Navigation auf uzh.ch

Suche

Department of Economics

Wie viel Ungleichheit sollte eine Gesellschaft tolerieren?

Maya Eden, Professorin für Volkswirtschaftslehre an unserem Department und affiliierte Professorin am UBS Center, hielt ihre Antrittsvorlesung: „The Good“.

Sollten Lebensmittel weiterhin erschwinglich bleiben, auch wenn das bedeutet, dass die Angestellten im Detailhandel dafür unterbezahlt werden? Rechtfertigt der Zugang zu globalen Märkten den Verlust von Arbeitsplätzen in ohnehin schon benachteiligten Regionen?  Solche Fragen stehen im Zentrum grundlegender politischer Entscheidungen. Immer wieder sehen sich Gesellschaften gezwungen, wirtschaftliche Effizienz gegen Gerechtigkeit abzuwägen. Doch was macht ein Ergebnis besser als ein anderes – und wer entscheidet darüber? Diese Art von Fragen bildet den Kern der Forschung von Maya Eden. 

In ihrer Antrittsvorlesung an der Universität Zürich präsentierte Maya Eden einen eleganten und zugleich präzisen Ansatz, um diesen schwierigen Fragen zu begegnen. Anstatt solche Dilemmata als Ausdruck subjektiver Werte oder politischer Ideologien zu betrachten, plädiert sie dafür, den Weg zu ethischer Klarheit über grundlegende Prinzipien zu beschreiten – Prinzipien, denen die meisten Menschen intuitiv zustimmen würden. Ihre Forschung, angesiedelt an der Schnittstelle von Ökonomie und Ethik, liefert einen überzeugenden Rahmen zur Bewertung wirtschaftspolitischer Entscheidungen – von Lohnfestsetzungen über Handelsabkommen bis hin zu Fragen der Umverteilung und darüber hinaus.

Eden beginnt mit einem eingängigen, aber weitreichenden Beispiel: dem Mindestlohn. Ein niedriger Mindestlohn trägt dazu bei, Dienstleistungen erschwinglich zu halten, führt aber zu höherer Einkommensungleichheit. Ein höherer Mindestlohn verringert zwar die Ungleichheit, lässt jedoch auch die Preise steigen. Ökonom*innen können detailliert modellieren und aufzeigen, wie sich diese Zielkonflikte durch politische Veränderungen auf Preise, Beschäftigung und die Einkommensverteilung auswirken. Doch wenn die Ergebnisse einmal auf dem Tisch liegen, stellt sich eine neue Frage: Welches Ergebnis ist ethisch besser?

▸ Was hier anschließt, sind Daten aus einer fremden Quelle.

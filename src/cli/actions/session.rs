use crate::cli::globals::GlobalArgs;
use anyhow::{Context, Result};
use tracing::info;

/// Store `user_id` as the current session.
/// # Errors
/// Returns an error if the session file cannot be written.
pub fn save(globals: &GlobalArgs, user_id: &str) -> Result<()> {
    let store = globals.store();

    store
        .save(user_id)
        .with_context(|| format!("failed to save session to {}", store.path().display()))?;

    info!("session saved to {}", store.path().display());

    Ok(())
}
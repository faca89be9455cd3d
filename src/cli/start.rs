use crate::cli::{actions::Action, commands, dispatch, globals::GlobalArgs, telemetry};
use anyhow::Result;

/// Main entry point for the CLI - builds the Action and the global arguments
///
/// # Errors
///
/// Returns an error if argument parsing, telemetry initialization, or action dispatch fails
pub fn start() -> Result<(Action, GlobalArgs)> {
    // 1. Parse command-line arguments
    let matches = commands::new().get_matches();

    // 2. Extract verbosity level
    let verbosity_level = commands::logging::verbosity(&matches);

    // 3. Initialize telemetry
    telemetry::init(verbosity_level)?;

    // 4. Dispatch to appropriate action
    let action = dispatch::handler(&matches)?;

    Ok((action, GlobalArgs::from_matches(&matches)))
}
use crate::cli::{
    actions::{session, users, Action},
    globals::GlobalArgs,
};
use anyhow::Result;

/// Execute the provided action.
// This is the single dispatch point for all CLI actions.
/// # Errors
/// Returns an error if the action fails.
pub async fn execute(action: Action, globals: &GlobalArgs) -> Result<()> {
    match action {
        Action::List(page) => users::list(globals, page).await,
        Action::View { uid } => users::view(globals, &uid).await,
        Action::Me => users::me(globals).await,
        Action::Search { name, page } => users::search(globals, &name, page).await,
        Action::Update(args) => users::update(globals, args).await,
        Action::Session { user_id } => session::save(globals, &user_id),
    }
}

Zwei Prinzipien, eine ethische Rangordnung

An diesem Punkt knüpft Edens Forschung an. Gemeinsam mit Luis Mota Freitas untersucht sie, ob sich ethische Präferenzen nicht aus individueller Ideologie, sondern aus geteilten moralischen Intuitionen ableiten lassen. Zwei solcher Prinzipien bilden das Rückgrat ihres Ansatzes: 

Erstens, das Pareto-Prinzip: Wenn eine Massnahme alle besser stellt, ist sie vorzuziehen. 

Zweitens, das Prinzip der Gleichbehandlung: Das Wohlergehen jeder Person soll gleichwertig in die Bewertung von Ergebnissen einfliessen. 

Allein betrachtet erscheinen diese Prinzipien fast selbstverständlich. Doch in Kombination führen sie zu überraschend präzisen Schlussfolgerungen: Sie erlauben oftmals nur eine einzige ethisch vertretbare Rangordnung wirtschaftlicher Ergebnisse.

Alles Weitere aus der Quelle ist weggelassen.